I know you are wondering why this article appears in the company newsletter.
In the states of Missouri, Kansas, and Iowa collecting food scraps to be fed to
pigs is illegal. As of this writing could not get any information from the states
of Oklahoma or New Mexico. Based on the information collected, do not give food
scraps to individuals for use of feed for pigs (swine).
In the State of Texas, any person, restaurant, food facility for schools, hospitals,
and institutions may not provide meat, meat scraps, plate scrapings, and any products
seasoned with animal products for feeding to pigs. If you have a farm or person
collecting scraps from your facility to feed pigs, in Texas you must cease this
practice.
The reason for this change in policy in Texas is due to FOOT AND MOUTH DISEASE.
By not feeding meat, meat scraps, plate scrapings, and any products seasoned with
animal products to pigs, HOG CHOLER AND FOOT AND MOUTH DISEASE will be prevented
by these products.
In Texas any person violating this new law will be fined up to $500 per offense.

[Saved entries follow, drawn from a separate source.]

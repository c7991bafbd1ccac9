//! Content hashing utilities.

use sha2::{Digest, Sha256};
use xxhash_rust::xxh3::xxh3_64;

/// Compute a content hash for arbitrary bytes
pub fn content_hash(data: &[u8]) -> u64 {
    xxh3_64(data)
}

/// Lowercase hex SHA-256 digest of `data`.
pub fn sha256_hex(data: &[u8]) -> String {
    let mut hasher = Sha256::new();
    hasher.update(data);
    format!("{:x}", hasher.finalize())
}

#[cfg(test)]
mod tests {
    use super::*;

    #[test]
    fn test_content_hash() {
        let data = b"hello world";
        let hash = content_hash(data);
        assert_ne!(hash, 0);

        // Same input should produce same hash
        assert_eq!(hash, content_hash(data));

        // Different input should produce different hash
        assert_ne!(hash, content_hash(b"hello world!"));
    }

    #[test]
    fn test_sha256_hex() {
        assert_eq!(
            sha256_hex(b"hi"),
            "8f434346648f6b96df89dda901c5176b10a6d83961dd3c1ac88b59b2dc327aa4"
        );
        assert_eq!(sha256_hex(b"").len(), 64);
    }
}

The only food waste that may be provided for pig (swine) feeding are: fruits,
raw vegetables, vegetables not cooked with bacon or any other meat seasonings,
bread, bakery goods, and milk products.
The reason that plate scrapings are not to be fed to pigs (swine) is that even
if they are fruits, vegetables, bread, bakery goods, and milk products they can
be contaminated by meat products or meat seasonings or meat by products.
Texas Food Service Directors
Beware
You can be fined $500
In this month's study of food safety we are going to review Clostridium Botulinum.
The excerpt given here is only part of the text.